SGE 6 is significantly different from SGE 5.3. With SGE 6 come cluster-queues and host-groups — SGE 5.3's queues still exist and are now called queue-instances.
In SGE 5.3 a queue lived on a particular machine/node. In contrast, with SGE 6, we have cluster-queues which can be thought of as both a front-end to a cluster of nodes to which jobs can be submitted for execution on one of the nodes in the cluster, and as a type/class of which instances live on particular machines/nodes.
With SGE 6, unless you are actually dealing with MPI, PVM, etc, there is no need to handle parallel-environments, at all. Good.
To aid in the set up of cluster-queues, host-groups exist, which are simply a group (list) of machines/nodes.
...for a user to be able to submit a bunch (e.g., a dozen) of single-processor jobs to a "queue" which is a front-end to a number of machines/nodes each of which has say, 1 or 2 CPUs on it, and run say 3 or 4 jobs at once on each node (think hyperthreading, multicore) and for 3 × nodes (or 4 × nodes) jobs to run at once, with remaining jobs waiting their turn.

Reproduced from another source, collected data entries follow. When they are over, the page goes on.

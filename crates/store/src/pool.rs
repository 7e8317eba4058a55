use sqlx::sqlite::{SqliteConnectOptions, SqlitePoolOptions};
use sqlx::SqlitePool;
use std::str::FromStr;
use std::time::Duration;

use crate::error::StoreInitError;

pub async fn create_pool(database_url: &str) -> Result<SqlitePool, StoreInitError> {
    let options = SqliteConnectOptions::from_str(database_url)?
        .create_if_missing(true)
        .journal_mode(sqlx::sqlite::SqliteJournalMode::Wal)
        .busy_timeout(Duration::from_secs(30))
        .pragma("foreign_keys", "ON");

    let pool = SqlitePoolOptions::new()
        .max_connections(10)
        .min_connections(1)
        .acquire_timeout(Duration::from_secs(5))
        .idle_timeout(Duration::from_secs(600))
        .connect_with(options)
        .await?;

    Ok(pool)
}

pub async fn run_migrations(pool: &SqlitePool) -> Result<(), StoreInitError> {
    sqlx::migrate!("./migrations").run(pool).await?;
    Ok(())
}

#[cfg(test)]
mod tests {
    use super::*;

    #[tokio::test]
    async fn test_create_pool_and_migrate() {
        let dir = tempfile::tempdir().unwrap();
        let url = format!("sqlite://{}/store.db", dir.path().display());

        let pool = create_pool(&url).await.unwrap();
        run_migrations(&pool).await.unwrap();
    }
}
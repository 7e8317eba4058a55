mod fixture_repository;
mod lineup_repository;
mod matchup_repository;
mod round_repository;

pub use fixture_repository::SqliteFixtureStore;
pub use lineup_repository::SqliteLineupStore;
pub use matchup_repository::SqliteMatchupStore;
pub use round_repository::SqliteRoundStore;

use engine::Stores;
use sqlx::SqlitePool;
use std::sync::Arc;

/// Bundle of SQLite-backed implementations for all engine ports.
#[derive(Clone)]
pub struct SqliteStores {
    pool: SqlitePool,
}

impl SqliteStores {
    pub fn new(pool: SqlitePool) -> Self {
        Self { pool }
    }

    pub fn stores(&self) -> Stores {
        Stores {
            rounds: Arc::new(SqliteRoundStore::new(self.pool.clone())),
            fixtures: Arc::new(SqliteFixtureStore::new(self.pool.clone())),
            lineups: Arc::new(SqliteLineupStore::new(self.pool.clone())),
            matchups: Arc::new(SqliteMatchupStore::new(self.pool.clone())),
        }
    }
}

#[cfg(test)]
pub(crate) async fn test_pool() -> (SqlitePool, tempfile::TempDir) {
    let dir = tempfile::tempdir().unwrap();
    let url = format!("sqlite://{}/test.db", dir.path().display());
    let pool = crate::pool::create_pool(&url).await.unwrap();
    crate::pool::run_migrations(&pool).await.unwrap();
    (pool, dir)
}
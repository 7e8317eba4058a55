use async_trait::async_trait;
use engine::{FixtureStore, StoreError};
use league_core::{Fixture, FixtureId, RoundId};
use sqlx::SqlitePool;

use crate::error::backend;
use crate::models::FixtureRow;

const FIXTURE_COLUMNS: &str = "id, round_id, match_number, home_team, away_team, status, \
     home_fine_goals, away_fine_goals, motm, home_score, away_score, outcome, \
     result_entered_by, result_entered_at, created_at, updated_at";

#[derive(Clone)]
pub struct SqliteFixtureStore {
    pool: SqlitePool,
}

impl SqliteFixtureStore {
    pub fn new(pool: SqlitePool) -> Self {
        Self { pool }
    }
}

#[async_trait]
impl FixtureStore for SqliteFixtureStore {
    async fn get(&self, id: FixtureId) -> Result<Option<Fixture>, StoreError> {
        let row: Option<FixtureRow> = sqlx::query_as(&format!(
            "SELECT {FIXTURE_COLUMNS} FROM fixtures WHERE id = ?"
        ))
        .bind(id.to_string())
        .fetch_optional(&self.pool)
        .await
        .map_err(backend)?;

        Ok(row.map(|r| r.into_domain()))
    }

    async fn by_round(&self, round: RoundId) -> Result<Vec<Fixture>, StoreError> {
        let rows: Vec<FixtureRow> = sqlx::query_as(&format!(
            "SELECT {FIXTURE_COLUMNS} FROM fixtures WHERE round_id = ? ORDER BY match_number"
        ))
        .bind(round.to_string())
        .fetch_all(&self.pool)
        .await
        .map_err(backend)?;

        Ok(rows.into_iter().map(|r| r.into_domain()).collect())
    }

    async fn insert_batch(&self, fixtures: &[Fixture]) -> Result<(), StoreError> {
        let mut tx = self.pool.begin().await.map_err(backend)?;
        for fixture in fixtures {
            let row = FixtureRow::from(fixture);
            sqlx::query(
                r#"
                INSERT INTO fixtures (
                    id, round_id, match_number, home_team, away_team, status,
                    home_fine_goals, away_fine_goals, motm, home_score, away_score,
                    outcome, result_entered_by, result_entered_at, created_at, updated_at
                ) VALUES (?, ?, ?, ?, ?, ?, ?, ?, ?, ?, ?, ?, ?, ?, ?, ?)
                "#,
            )
            .bind(&row.id)
            .bind(&row.round_id)
            .bind(row.match_number)
            .bind(&row.home_team)
            .bind(&row.away_team)
            .bind(&row.status)
            .bind(row.home_fine_goals)
            .bind(row.away_fine_goals)
            .bind(&row.motm)
            .bind(row.home_score)
            .bind(row.away_score)
            .bind(&row.outcome)
            .bind(&row.result_entered_by)
            .bind(row.result_entered_at)
            .bind(row.created_at)
            .bind(row.updated_at)
            .execute(&mut *tx)
            .await
            .map_err(backend)?;
        }
        tx.commit().await.map_err(backend)?;
        Ok(())
    }

    async fn update(&self, fixture: &Fixture) -> Result<(), StoreError> {
        let row = FixtureRow::from(fixture);
        let result = sqlx::query(
            r#"
            UPDATE fixtures SET
                status = ?, home_fine_goals = ?, away_fine_goals = ?, motm = ?,
                home_score = ?, away_score = ?, outcome = ?,
                result_entered_by = ?, result_entered_at = ?, updated_at = ?
            WHERE id = ?
            "#,
        )
        .bind(&row.status)
        .bind(row.home_fine_goals)
        .bind(row.away_fine_goals)
        .bind(&row.motm)
        .bind(row.home_score)
        .bind(row.away_score)
        .bind(&row.outcome)
        .bind(&row.result_entered_by)
        .bind(row.result_entered_at)
        .bind(row.updated_at)
        .bind(&row.id)
        .execute(&self.pool)
        .await
        .map_err(backend)?;

        if result.rows_affected() == 0 {
            return Err(StoreError::NotFound(format!("fixture {}", fixture.id)));
        }
        Ok(())
    }
}

#[cfg(test)]
mod tests {
    use super::*;
    use crate::repositories::test_pool;
    use engine::RoundStore;
    use crate::repositories::SqliteRoundStore;
    use league_core::{FixtureStatus, Leg, Outcome, Round};
    use uuid::Uuid;

    async fn seeded_round(pool: &SqlitePool) -> Round {
        let round = Round::new(Uuid::new_v4(), 1, Leg::First);
        SqliteRoundStore::new(pool.clone())
            .upsert(&round)
            .await
            .unwrap();
        round
    }

    #[tokio::test]
    async fn test_insert_batch_and_fetch_by_round() {
        let (pool, _dir) = test_pool().await;
        let store = SqliteFixtureStore::new(pool.clone());
        let round = seeded_round(&pool).await;

        let fixtures: Vec<Fixture> = (1..=3)
            .map(|n| Fixture::new(round.id, n, Uuid::new_v4(), Uuid::new_v4()))
            .collect();
        store.insert_batch(&fixtures).await.unwrap();

        let fetched = store.by_round(round.id).await.unwrap();
        assert_eq!(fetched.len(), 3);
        assert_eq!(fetched[0].match_number, 1);
        assert_eq!(fetched[2].match_number, 3);
    }

    #[tokio::test]
    async fn test_update_completion_fields() {
        let (pool, _dir) = test_pool().await;
        let store = SqliteFixtureStore::new(pool.clone());
        let round = seeded_round(&pool).await;

        let mut fixture = Fixture::new(round.id, 1, Uuid::new_v4(), Uuid::new_v4());
        store.insert_batch(&[fixture.clone()]).await.unwrap();

        fixture.status = FixtureStatus::Completed;
        fixture.home_score = Some(3);
        fixture.away_score = Some(1);
        fixture.outcome = Some(Outcome::HomeWin);
        fixture.motm = Some(Uuid::new_v4());
        store.update(&fixture).await.unwrap();

        let fetched = store.get(fixture.id).await.unwrap().unwrap();
        assert!(fetched.is_completed());
        assert_eq!(fetched.home_score, Some(3));
        assert_eq!(fetched.outcome, Some(Outcome::HomeWin));

        // Updating a fixture that was never inserted is an error.
        let ghost = Fixture::new(round.id, 9, Uuid::new_v4(), Uuid::new_v4());
        assert!(matches!(
            store.update(&ghost).await,
            Err(StoreError::NotFound(_))
        ));
    }
}
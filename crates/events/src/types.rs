//! Event types for the fixture lifecycle engine.

use chrono::{DateTime, Utc};
use league_core::{FixtureId, FixtureResult, RoundId, RoundStatus, TeamId, TeamSide};
use serde::{Deserialize, Serialize};
use uuid::Uuid;

/// Envelope wrapping all events with metadata.
#[derive(Debug, Clone, Serialize, Deserialize)]
pub struct EventEnvelope {
    /// Unique event ID
    pub id: Uuid,
    /// When the event occurred
    pub timestamp: DateTime<Utc>,
    /// The actual event
    pub event: Event,
}

impl EventEnvelope {
    pub fn new(event: Event) -> Self {
        Self {
            id: Uuid::new_v4(),
            timestamp: Utc::now(),
            event,
        }
    }
}

/// All events emitted by the engine.
#[derive(Debug, Clone, Serialize, Deserialize)]
#[serde(tag = "type", rename_all = "snake_case")]
pub enum Event {
    /// Administrative round transition (start/pause/resume/complete)
    #[serde(rename = "round.status_changed")]
    RoundStatusChanged {
        round_id: RoundId,
        from: RoundStatus,
        to: RoundStatus,
    },

    /// A team saved or replaced its lineup; `draft` marks pre-activation
    /// saves that enable no matchup operation
    #[serde(rename = "lineup.submitted")]
    LineupSubmitted {
        fixture_id: FixtureId,
        team_id: TeamId,
        draft: bool,
    },

    /// The pairing batch for a fixture was created (exactly once per
    /// fixture)
    #[serde(rename = "matchups.created")]
    MatchupsCreated {
        fixture_id: FixtureId,
        created_by: TeamId,
    },

    /// An existing batch was discarded by a home-team resubmission
    #[serde(rename = "matchups.discarded")]
    MatchupsDiscarded {
        fixture_id: FixtureId,
        discarded_by: TeamId,
    },

    /// A pairing was edited or two away assignments swapped
    #[serde(rename = "matchups.updated")]
    MatchupsUpdated { fixture_id: FixtureId, version: u64 },

    /// A player was substituted on one side of a pairing
    #[serde(rename = "substitution.recorded")]
    SubstitutionRecorded {
        fixture_id: FixtureId,
        position: u32,
        side: TeamSide,
        penalty_goals: u32,
    },

    /// Results committed and the fixture completed; the payload is the
    /// finalized result consumed by statistics/standings listeners
    #[serde(rename = "fixture.completed")]
    FixtureCompleted { result: Box<FixtureResult> },
}

impl Event {
    /// Extract the fixture ID if this event relates to a fixture.
    pub fn fixture_id(&self) -> Option<FixtureId> {
        match self {
            Self::RoundStatusChanged { .. } => None,
            Self::LineupSubmitted { fixture_id, .. }
            | Self::MatchupsCreated { fixture_id, .. }
            | Self::MatchupsDiscarded { fixture_id, .. }
            | Self::MatchupsUpdated { fixture_id, .. }
            | Self::SubstitutionRecorded { fixture_id, .. } => Some(*fixture_id),
            Self::FixtureCompleted { result } => Some(result.fixture_id),
        }
    }
}
//! SQLite persistence adapter for the engine's store ports.
//!
//! Maps the abstract store contract onto sqlx/SQLite: matchup batches
//! live as single versioned rows (pairings as a JSON document), so
//! create-if-absent is an `INSERT ... ON CONFLICT DO NOTHING` and the
//! batch compare-and-swap is a conditional `UPDATE` on the version
//! column.

mod error;
pub mod models;
mod pool;
pub mod repositories;

pub use error::StoreInitError;
pub use pool::{create_pool, run_migrations};
pub use repositories::{
    SqliteFixtureStore, SqliteLineupStore, SqliteMatchupStore, SqliteRoundStore, SqliteStores,
};
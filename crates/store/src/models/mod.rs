mod fixture;
mod lineup;
mod matchup_set;
mod round;

pub use fixture::FixtureRow;
pub use lineup::LineupRow;
pub use matchup_set::MatchupSetRow;
pub use round::RoundRow;

use chrono::{DateTime, TimeZone, Utc};

pub(crate) fn timestamp_to_datetime(ts: i64) -> DateTime<Utc> {
    Utc.timestamp_opt(ts, 0).unwrap()
}

pub(crate) fn datetime_to_timestamp(dt: DateTime<Utc>) -> i64 {
    dt.timestamp()
}
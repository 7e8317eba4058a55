//! In-memory store adapter.
//!
//! Backs the engine with `RwLock`-guarded maps. The matchup map's
//! create-if-absent and versioned update run under a single write lock,
//! so the concurrency guarantees match what a transactional backend
//! provides. Used by tests and as the default adapter.

use async_trait::async_trait;
use chrono::Utc;
use league_core::{Fixture, FixtureId, Lineup, MatchupSet, Round, RoundId, SeasonId, TeamId};
use std::collections::HashMap;
use std::sync::{Arc, RwLock};

use crate::ports::{FixtureStore, LineupStore, MatchupStore, RoundStore, StoreError, Stores};

#[derive(Clone, Default)]
pub struct MemoryStores {
    rounds: Arc<RwLock<HashMap<RoundId, Round>>>,
    fixtures: Arc<RwLock<HashMap<FixtureId, Fixture>>>,
    lineups: Arc<RwLock<HashMap<(FixtureId, TeamId), Lineup>>>,
    matchups: Arc<RwLock<HashMap<FixtureId, MatchupSet>>>,
}

impl MemoryStores {
    pub fn new() -> Self {
        Self::default()
    }

    /// Bundle this adapter behind the engine's port handles.
    pub fn stores(&self) -> Stores {
        Stores {
            rounds: Arc::new(self.clone()),
            fixtures: Arc::new(self.clone()),
            lineups: Arc::new(self.clone()),
            matchups: Arc::new(self.clone()),
        }
    }
}

#[async_trait]
impl RoundStore for MemoryStores {
    async fn get(&self, id: RoundId) -> Result<Option<Round>, StoreError> {
        Ok(self.rounds.read().unwrap().get(&id).cloned())
    }

    async fn by_season(&self, season: SeasonId) -> Result<Vec<Round>, StoreError> {
        let mut rounds: Vec<Round> = self
            .rounds
            .read()
            .unwrap()
            .values()
            .filter(|r| r.season_id == season)
            .cloned()
            .collect();
        rounds.sort_by_key(|r| (r.leg, r.number));
        Ok(rounds)
    }

    async fn upsert(&self, round: &Round) -> Result<(), StoreError> {
        self.rounds
            .write()
            .unwrap()
            .insert(round.id, round.clone());
        Ok(())
    }
}

#[async_trait]
impl FixtureStore for MemoryStores {
    async fn get(&self, id: FixtureId) -> Result<Option<Fixture>, StoreError> {
        Ok(self.fixtures.read().unwrap().get(&id).cloned())
    }

    async fn by_round(&self, round: RoundId) -> Result<Vec<Fixture>, StoreError> {
        let mut fixtures: Vec<Fixture> = self
            .fixtures
            .read()
            .unwrap()
            .values()
            .filter(|f| f.round_id == round)
            .cloned()
            .collect();
        fixtures.sort_by_key(|f| f.match_number);
        Ok(fixtures)
    }

    async fn insert_batch(&self, fixtures: &[Fixture]) -> Result<(), StoreError> {
        let mut map = self.fixtures.write().unwrap();
        for fixture in fixtures {
            map.insert(fixture.id, fixture.clone());
        }
        Ok(())
    }

    async fn update(&self, fixture: &Fixture) -> Result<(), StoreError> {
        let mut map = self.fixtures.write().unwrap();
        if !map.contains_key(&fixture.id) {
            return Err(StoreError::NotFound(format!("fixture {}", fixture.id)));
        }
        map.insert(fixture.id, fixture.clone());
        Ok(())
    }
}

#[async_trait]
impl LineupStore for MemoryStores {
    async fn get(&self, fixture: FixtureId, team: TeamId) -> Result<Option<Lineup>, StoreError> {
        Ok(self
            .lineups
            .read()
            .unwrap()
            .get(&(fixture, team))
            .cloned())
    }

    async fn put(&self, lineup: &Lineup) -> Result<(), StoreError> {
        self.lineups
            .write()
            .unwrap()
            .insert((lineup.fixture_id, lineup.team_id), lineup.clone());
        Ok(())
    }
}

#[async_trait]
impl MatchupStore for MemoryStores {
    async fn get(&self, fixture: FixtureId) -> Result<Option<MatchupSet>, StoreError> {
        Ok(self.matchups.read().unwrap().get(&fixture).cloned())
    }

    async fn create_if_absent(&self, set: &MatchupSet) -> Result<(), StoreError> {
        let mut map = self.matchups.write().unwrap();
        if map.contains_key(&set.fixture_id) {
            return Err(StoreError::AlreadyExists(set.fixture_id));
        }
        map.insert(set.fixture_id, set.clone());
        Ok(())
    }

    async fn update_if_version(&self, set: &MatchupSet) -> Result<u64, StoreError> {
        let mut map = self.matchups.write().unwrap();
        let stored = map
            .get_mut(&set.fixture_id)
            .ok_or_else(|| StoreError::NotFound(format!("matchups for {}", set.fixture_id)))?;
        if stored.version != set.version {
            return Err(StoreError::VersionConflict(set.fixture_id));
        }
        let mut next = set.clone();
        next.version = set.version + 1;
        next.updated_at = Utc::now();
        let version = next.version;
        *stored = next;
        Ok(version)
    }

    async fn delete(&self, fixture: FixtureId) -> Result<bool, StoreError> {
        Ok(self.matchups.write().unwrap().remove(&fixture).is_some())
    }
}

#[cfg(test)]
mod tests {
    use super::*;
    use league_core::Matchup;
    use uuid::Uuid;

    fn sample_set(fixture: FixtureId) -> MatchupSet {
        let pairings = (1..=3)
            .map(|pos| Matchup::new(pos, Uuid::new_v4(), Uuid::new_v4(), 6))
            .collect();
        MatchupSet::new(fixture, Uuid::new_v4(), pairings)
    }

    #[tokio::test]
    async fn test_create_if_absent_is_exclusive() {
        let stores = MemoryStores::new();
        let fixture = Uuid::new_v4();

        let first = sample_set(fixture);
        let second = sample_set(fixture);

        assert!(stores.create_if_absent(&first).await.is_ok());
        let err = stores.create_if_absent(&second).await.unwrap_err();
        assert!(matches!(err, StoreError::AlreadyExists(id) if id == fixture));

        // The winner's batch is the one that stuck.
        let stored = MatchupStore::get(&stores, fixture).await.unwrap().unwrap();
        assert_eq!(stored.created_by, first.created_by);
    }

    #[tokio::test]
    async fn test_update_if_version_detects_stale_writer() {
        let stores = MemoryStores::new();
        let fixture = Uuid::new_v4();
        let set = sample_set(fixture);
        stores.create_if_absent(&set).await.unwrap();

        // First writer succeeds and bumps the version.
        let v2 = stores.update_if_version(&set).await.unwrap();
        assert_eq!(v2, 2);

        // A writer still holding version 1 must lose.
        let err = stores.update_if_version(&set).await.unwrap_err();
        assert!(matches!(err, StoreError::VersionConflict(id) if id == fixture));
    }

    #[tokio::test]
    async fn test_delete_reports_existence() {
        let stores = MemoryStores::new();
        let fixture = Uuid::new_v4();
        assert!(!stores.delete(fixture).await.unwrap());

        stores.create_if_absent(&sample_set(fixture)).await.unwrap();
        assert!(stores.delete(fixture).await.unwrap());
        assert!(MatchupStore::get(&stores, fixture).await.unwrap().is_none());
    }

    #[tokio::test]
    async fn test_lineup_keyed_by_fixture_and_team() {
        let stores = MemoryStores::new();
        let fixture = Uuid::new_v4();
        let team_a = Uuid::new_v4();
        let team_b = Uuid::new_v4();

        let lineup = Lineup::new(fixture, team_a, vec![Uuid::new_v4()], vec![]);
        stores.put(&lineup).await.unwrap();

        assert!(LineupStore::get(&stores, fixture, team_a)
            .await
            .unwrap()
            .is_some());
        assert!(LineupStore::get(&stores, fixture, team_b)
            .await
            .unwrap()
            .is_none());
    }
}
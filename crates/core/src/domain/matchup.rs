use chrono::{DateTime, Utc};
use serde::{Deserialize, Serialize};
use std::collections::HashSet;

use super::{FixtureId, PlayerId, TeamId, TeamSide};
use crate::error::CoreError;

#[derive(Debug, Clone, Copy, Serialize, Deserialize, PartialEq, Eq)]
pub struct PairingScore {
    pub home_goals: u32,
    pub away_goals: u32,
}

/// Audit record for one side of a pairing.
///
/// `original_player` is captured on the first substitution of that side and
/// never overwritten; later substitutions replace the current player and the
/// penalty, not the original identity.
#[derive(Debug, Clone, Copy, Serialize, Deserialize, PartialEq, Eq)]
pub struct SubstitutionRecord {
    pub original_player: PlayerId,
    pub penalty_goals: u32,
    pub substituted_at: DateTime<Utc>,
}

/// One player-vs-player pairing within a fixture.
#[derive(Debug, Clone, Serialize, Deserialize)]
pub struct Matchup {
    pub position: u32,
    pub home_player: PlayerId,
    pub away_player: PlayerId,
    /// Informational only; no constraint ties scores to it.
    pub duration_minutes: u32,
    pub score: Option<PairingScore>,
    pub home_substitution: Option<SubstitutionRecord>,
    pub away_substitution: Option<SubstitutionRecord>,
}

impl Matchup {
    pub fn new(
        position: u32,
        home_player: PlayerId,
        away_player: PlayerId,
        duration_minutes: u32,
    ) -> Self {
        Self {
            position,
            home_player,
            away_player,
            duration_minutes,
            score: None,
            home_substitution: None,
            away_substitution: None,
        }
    }

    pub fn player_on(&self, side: TeamSide) -> PlayerId {
        match side {
            TeamSide::Home => self.home_player,
            TeamSide::Away => self.away_player,
        }
    }

    pub fn substitution_on(&self, side: TeamSide) -> Option<&SubstitutionRecord> {
        match side {
            TeamSide::Home => self.home_substitution.as_ref(),
            TeamSide::Away => self.away_substitution.as_ref(),
        }
    }

    /// Replace the player on `side`, keeping the first substitution's
    /// original-player record intact across repeated substitutions.
    pub fn record_substitution(
        &mut self,
        side: TeamSide,
        replacement: PlayerId,
        penalty_goals: u32,
        now: DateTime<Utc>,
    ) {
        let current = self.player_on(side);
        let slot = match side {
            TeamSide::Home => &mut self.home_substitution,
            TeamSide::Away => &mut self.away_substitution,
        };
        match slot {
            Some(record) => {
                record.penalty_goals = penalty_goals;
                record.substituted_at = now;
            }
            None => {
                *slot = Some(SubstitutionRecord {
                    original_player: current,
                    penalty_goals,
                    substituted_at: now,
                });
            }
        }
        match side {
            TeamSide::Home => self.home_player = replacement,
            TeamSide::Away => self.away_player = replacement,
        }
    }
}

/// The full pairing batch for a fixture, created atomically and versioned
/// for compare-and-swap updates.
#[derive(Debug, Clone, Serialize, Deserialize)]
pub struct MatchupSet {
    pub fixture_id: FixtureId,
    /// Stamped at creation; edit rights key off this, never off pairing
    /// contents.
    pub created_by: TeamId,
    pub version: u64,
    pub pairings: Vec<Matchup>,
    pub created_at: DateTime<Utc>,
    pub updated_at: DateTime<Utc>,
}

impl MatchupSet {
    pub fn new(fixture_id: FixtureId, created_by: TeamId, pairings: Vec<Matchup>) -> Self {
        let now = Utc::now();
        Self {
            fixture_id,
            created_by,
            version: 1,
            pairings,
            created_at: now,
            updated_at: now,
        }
    }

    pub fn get(&self, position: u32) -> Option<&Matchup> {
        self.pairings.iter().find(|m| m.position == position)
    }

    pub fn get_mut(&mut self, position: u32) -> Option<&mut Matchup> {
        self.pairings.iter_mut().find(|m| m.position == position)
    }

    /// First away player assigned to more than one pairing, if any.
    pub fn duplicate_away_player(&self) -> Option<PlayerId> {
        let mut seen = HashSet::new();
        self.pairings
            .iter()
            .find(|m| !seen.insert(m.away_player))
            .map(|m| m.away_player)
    }

    /// Whether `player` currently plays in any pairing, on either side.
    pub fn contains_player(&self, player: PlayerId) -> bool {
        self.pairings
            .iter()
            .any(|m| m.home_player == player || m.away_player == player)
    }

    pub fn all_scored(&self) -> bool {
        !self.pairings.is_empty() && self.pairings.iter().all(|m| m.score.is_some())
    }

    /// Sum of entered goals for one side across all pairings.
    pub fn player_goals(&self, side: TeamSide) -> u32 {
        self.pairings
            .iter()
            .filter_map(|m| m.score)
            .map(|s| match side {
                TeamSide::Home => s.home_goals,
                TeamSide::Away => s.away_goals,
            })
            .sum()
    }

    /// Penalty goals recorded on `side`'s substitutions. These are awarded
    /// to the opposing team's total.
    pub fn substitution_penalties(&self, side: TeamSide) -> u32 {
        self.pairings
            .iter()
            .filter_map(|m| m.substitution_on(side))
            .map(|r| r.penalty_goals)
            .sum()
    }

    /// Exchange the away-player assignments of two positions.
    pub fn swap_away_players(&mut self, pos_a: u32, pos_b: u32) -> Result<(), CoreError> {
        if pos_a == pos_b {
            return Err(CoreError::Validation(
                "cannot swap a pairing with itself".into(),
            ));
        }
        let a = self
            .get(pos_a)
            .ok_or(CoreError::PositionNotFound(pos_a))?
            .away_player;
        let b = self
            .get(pos_b)
            .ok_or(CoreError::PositionNotFound(pos_b))?
            .away_player;
        if let Some(m) = self.get_mut(pos_a) {
            m.away_player = b;
        }
        if let Some(m) = self.get_mut(pos_b) {
            m.away_player = a;
        }
        Ok(())
    }
}

#[cfg(test)]
mod tests {
    use super::*;
    use uuid::Uuid;

    fn set_of(n: u32) -> MatchupSet {
        let pairings = (1..=n)
            .map(|pos| Matchup::new(pos, Uuid::new_v4(), Uuid::new_v4(), 6))
            .collect();
        MatchupSet::new(Uuid::new_v4(), Uuid::new_v4(), pairings)
    }

    #[test]
    fn test_new_set_starts_at_version_one() {
        let set = set_of(5);
        assert_eq!(set.version, 1);
        assert_eq!(set.pairings.len(), 5);
        assert!(set.duplicate_away_player().is_none());
    }

    #[test]
    fn test_duplicate_away_player_detected() {
        let mut set = set_of(3);
        let dup = set.pairings[0].away_player;
        set.pairings[2].away_player = dup;
        assert_eq!(set.duplicate_away_player(), Some(dup));
    }

    #[test]
    fn test_swap_away_players() {
        let mut set = set_of(3);
        let first = set.get(1).unwrap().away_player;
        let third = set.get(3).unwrap().away_player;

        set.swap_away_players(1, 3).unwrap();
        assert_eq!(set.get(1).unwrap().away_player, third);
        assert_eq!(set.get(3).unwrap().away_player, first);
        assert!(set.duplicate_away_player().is_none());

        assert!(set.swap_away_players(1, 1).is_err());
        assert!(set.swap_away_players(1, 9).is_err());
    }

    #[test]
    fn test_substitution_preserves_first_original() {
        let mut set = set_of(1);
        let original = set.get(1).unwrap().away_player;
        let second = Uuid::new_v4();
        let third = Uuid::new_v4();
        let now = Utc::now();

        set.get_mut(1)
            .unwrap()
            .record_substitution(TeamSide::Away, second, 2, now);
        set.get_mut(1)
            .unwrap()
            .record_substitution(TeamSide::Away, third, 3, now);

        let pairing = set.get(1).unwrap();
        assert_eq!(pairing.away_player, third);
        let record = pairing.substitution_on(TeamSide::Away).unwrap();
        // The audit trail keeps the first original, not the intermediate.
        assert_eq!(record.original_player, original);
        assert_eq!(record.penalty_goals, 3);
    }

    #[test]
    fn test_goal_and_penalty_sums() {
        let mut set = set_of(3);
        set.get_mut(1).unwrap().score = Some(PairingScore {
            home_goals: 2,
            away_goals: 1,
        });
        set.get_mut(2).unwrap().score = Some(PairingScore {
            home_goals: 0,
            away_goals: 4,
        });
        assert!(!set.all_scored());
        set.get_mut(3).unwrap().score = Some(PairingScore {
            home_goals: 1,
            away_goals: 0,
        });
        assert!(set.all_scored());

        assert_eq!(set.player_goals(TeamSide::Home), 3);
        assert_eq!(set.player_goals(TeamSide::Away), 5);

        let sub = Uuid::new_v4();
        set.get_mut(2)
            .unwrap()
            .record_substitution(TeamSide::Away, sub, 2, Utc::now());
        assert_eq!(set.substitution_penalties(TeamSide::Away), 2);
        assert_eq!(set.substitution_penalties(TeamSide::Home), 0);
    }
}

N.B. Ignore parallel-environments a la SGE 5.3; use a cluster-queue and instances of it.
qname simonh.q
hostlist @allhosts ## instances of this queue will
## exist on these hosts
seq_no 0
load_thresholds np_load_avg=1.75
suspend_thresholds NONE
nsuspend 1
suspend_interval 00:05:00
priority 0
min_cpu_interval 00:05:00
processors 1
qtype BATCH INTERACTIVE ##
ckpt_list NONE
pe_list NONE
rerun FALSE
slots 1 ## number of jobs expect to run in
## an instance (i.e., on a compute
## node) usually the number of CPUs
## or cores (on a node)
tmpdir /tmp
shell /bin/bash
.
.
algorithm default
schedule_interval 0:0:5
maxujobs 10 ## IMPORTANT! Max num
## of total jobs per user
## across all queues
queue_sort_method load
job_load_adjustments np_load_avg=0.50
load_adjustment_decay_time 0:7:30
load_formula np_load_avg
schedd_job_info true
flush_submit_sec 1 ## default is 0
flush_finish_sec 1 ## default is 0
params none
reprioritize_interval 0:1:0
halftime 168
usage_weight_list cpu=1.000000,mem=0.000000,io=0.000000
.
.
Configure, modify the state of, monitor queues using a gui. The most significant windows:
Show or modify the configuration of the given queue.
-mq <queuename> modify a queue config -sq <queuename> show queue config -sql list all queues -ssconf show schedular config
Modify the state of the given queue, e.g., disable it, clear an error state...
-cq <queuename> clear error state (E) of given queue (instance)
It seems that the schedular that comes with SGE is quite limited:
Use either qmon -> Scheduler Configuration or
qconf | grep -i schedul
[-k{m|s}] shutdown master|scheduling daemon
[-msconf] modify scheduler configuration
[-Msconf fname] modify scheduler configuration from file
[-sss] show scheduler state
[-ssconf] show scheduler configuration
[-tsm] trigger scheduler monitoring
Have a look in
$SGE_ROOT/default/spool/qmaster/messages